Originally Posted by **Mazin** https://photos.app.goo.gl/LWzgtJsCXs4zCCbc7
Hello,
I am reading a book about Stellar Structure and Evolution and it takes an expression for the Black body function in terms of frequency and substitutes it into a 'Pressure Integral' to derive an expression for Radiation Pressure.
It just gives me the Input, and then the output and says that the Integral is easy but I can't do it.
I posted similar request for help on another forum but so far no replies so I was wondering if someone could help?
I guess it's an Integration question rather than anything else.
The problem is on the image which I linked above.
Thanks |

It's handy to know this kind of integral, so take a careful look at it.

There's a little trick to this one. First, recall that if we have a geometric series with an infinite number of terms then

$\displaystyle S = \sum_{n = 1}^{\infty} r^n = \frac{r}{1 - r}$

Keep that in your back pocket for the moment.

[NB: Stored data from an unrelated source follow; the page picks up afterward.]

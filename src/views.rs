use serde::Serialize;
use uuid::Uuid;

use crate::models::{AnalysisResult, Cuisine, Preferences, Recipe, BUDGET_PRESETS};
use crate::session::{Session, Step};

/// Number of discounted ingredients shown on a collapsed recipe card.
pub const DISCOUNTED_PREVIEW_LEN: usize = 3;

#[derive(Debug, Serialize, Clone)]
#[serde(rename_all = "camelCase")]
pub struct SessionView {
    pub id: Uuid,
    pub step: Step,
    pub error: Option<String>,
    pub preferences: Preferences,
    pub effective_cuisine: String,
    pub flyer: Option<FlyerView>,
    pub result: Option<ResultView>,
}

#[derive(Debug, Serialize, Clone)]
#[serde(rename_all = "camelCase")]
pub struct FlyerView {
    pub file_name: String,
    pub media_type: String,
    pub size: usize,
    pub is_pdf: bool,
}

#[derive(Debug, Serialize, Clone)]
#[serde(rename_all = "camelCase")]
pub struct RecipeView {
    #[serde(flatten)]
    pub recipe: Recipe,
    pub discounted_preview: Vec<String>,
    pub more_discounted: bool,
}

#[derive(Debug, Serialize, Clone)]
#[serde(rename_all = "camelCase")]
pub struct ResultSummary {
    pub budget: i64,
    pub cuisine: String,
}

#[derive(Debug, Serialize, Clone)]
#[serde(untagged)]
pub enum ResultView {
    #[serde(rename_all = "camelCase")]
    Flyer {
        is_flyer: bool,
        detected_deals: Vec<String>,
        recipes: Vec<RecipeView>,
        summary: ResultSummary,
    },
    #[serde(rename_all = "camelCase")]
    NotFlyer { is_flyer: bool, joke: String },
}

impl RecipeView {
    pub fn new(recipe: &Recipe) -> Self {
        let (discounted_preview, more_discounted) = recipe.discounted_preview(DISCOUNTED_PREVIEW_LEN);
        Self { recipe: recipe.clone(), discounted_preview, more_discounted }
    }
}

impl ResultView {
    pub fn new(result: &AnalysisResult, preferences: &Preferences) -> Self {
        match result {
            AnalysisResult::Flyer { detected_deals, recipes } => ResultView::Flyer {
                is_flyer: true,
                detected_deals: detected_deals.clone(),
                recipes: recipes.iter().map(RecipeView::new).collect(),
                summary: ResultSummary { budget: preferences.budget, cuisine: preferences.effective_cuisine() },
            },
            AnalysisResult::NotFlyer { joke } => ResultView::NotFlyer { is_flyer: false, joke: joke.clone() },
        }
    }
}

impl SessionView {
    pub fn new(id: Uuid, session: &Session) -> Self {
        let preferences = session.preferences().clone();
        Self {
            id,
            step: session.step(),
            error: session.error().map(str::to_string),
            effective_cuisine: preferences.effective_cuisine(),
            flyer: session.flyer().map(|f| FlyerView {
                file_name: f.file_name.clone(),
                media_type: f.media_type.clone(),
                size: f.size(),
                is_pdf: f.is_pdf(),
            }),
            result: session.result().map(|r| ResultView::new(r, &preferences)),
            preferences,
        }
    }
}

#[derive(Debug, Serialize, Clone)]
pub struct CuisineOption {
    pub code: Cuisine,
    pub label: &'static str,
}

#[derive(Debug, Serialize, Clone)]
#[serde(rename_all = "camelCase")]
pub struct FormOptions {
    pub cuisines: Vec<CuisineOption>,
    pub budget_presets: Vec<i64>,
    pub default_preferences: Preferences,
}

impl FormOptions {
    pub fn current() -> Self {
        Self {
            cuisines: Cuisine::ALL.iter().map(|&code| CuisineOption { code, label: code.label() }).collect(),
            budget_presets: BUDGET_PRESETS.to_vec(),
            default_preferences: Preferences::default(),
        }
    }
}

#[cfg(test)]
mod tests {
    use super::*;
    use crate::models::{FlyerSubmission, Ingredient};
    use crate::session::Action;
    use pretty_assertions::assert_eq;
    use serde_json::json;

    fn recipe() -> Recipe {
        let ing = |name: &str, is_discounted| Ingredient { name: name.into(), quantity: "1個".into(), is_discounted };
        Recipe {
            id: "recipe-0-42".into(),
            title: "豚キャベツ炒め".into(),
            description: "特売品で簡単".into(),
            cooking_time_minutes: 10,
            estimated_cost: 450,
            savings_note: "キャベツが半額".into(),
            ingredients: vec![ing("キャベツ", true), ing("豚肉", true), ing("塩", false), ing("卵", true), ing("もやし", true)],
            instructions: vec!["炒める".into()],
        }
    }

    #[test]
    fn flyer_result_view_shape() {
        let result = AnalysisResult::Flyer { detected_deals: vec!["キャベツ".into()], recipes: vec![recipe()] };
        let value = serde_json::to_value(ResultView::new(&result, &Preferences::default())).unwrap();

        assert_eq!(value["isFlyer"], true);
        assert_eq!(value["detectedDeals"], json!(["キャベツ"]));
        assert_eq!(value["summary"], json!({ "budget": 1000, "cuisine": "和食" }));
        let card = &value["recipes"][0];
        assert_eq!(card["id"], "recipe-0-42");
        assert_eq!(card["estimatedCost"], 450);
        assert_eq!(card["discountedPreview"], json!(["キャベツ", "豚肉", "卵"]));
        assert_eq!(card["moreDiscounted"], true);
        assert_eq!(card["ingredients"][2]["isDiscounted"], false);
    }

    #[test]
    fn joke_result_view_shape() {
        let result = AnalysisResult::NotFlyer { joke: "壮大な景色ですね！".into() };
        let value = serde_json::to_value(ResultView::new(&result, &Preferences::default())).unwrap();
        assert_eq!(value, json!({ "isFlyer": false, "joke": "壮大な景色ですね！" }));
    }

    #[test]
    fn session_view_reports_flyer() {
        let mut session = Session::new();
        session
            .dispatch(Action::SelectFlyer(FlyerSubmission::new("sale.pdf", "application/pdf", vec![0u8; 10])))
            .unwrap();
        let value = serde_json::to_value(SessionView::new(Uuid::nil(), &session)).unwrap();
        assert_eq!(value["step"], "collecting");
        assert_eq!(value["flyer"], json!({ "fileName": "sale.pdf", "mediaType": "application/pdf", "size": 10, "isPdf": true }));
        assert_eq!(value["effectiveCuisine"], "和食");
        assert_eq!(value["result"], serde_json::Value::Null);
    }

    #[test]
    fn options_list_every_cuisine() {
        let value = serde_json::to_value(FormOptions::current()).unwrap();
        assert_eq!(value["cuisines"].as_array().unwrap().len(), 6);
        assert_eq!(value["cuisines"][5], json!({ "code": "OTHER", "label": "その他" }));
        assert_eq!(value["budgetPresets"], json!([500, 1000, 1500, 2000]));
    }
}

We need to do an integral of the form

$\displaystyle \int \frac{x^3}{e^{x} - 1} ~ dx$

$\displaystyle = \int \frac{x^3 e^{-x}}{1 - e^{-x}}~dx$

Remember the sum? Well $\displaystyle \sum_{n = 1}^{\infty} \left ( e^{-x} \right ) ^n = \frac{e^{-x}}{1 - e^{-x}}$

This means your integral becomes

$\displaystyle = \int x^3 \sum_{n = 1}^{\infty} e^{-nx} ~ dx$

To a Physicist switching sums and integrals are second nature. We leave the pesky problem of the details to the Math people. So...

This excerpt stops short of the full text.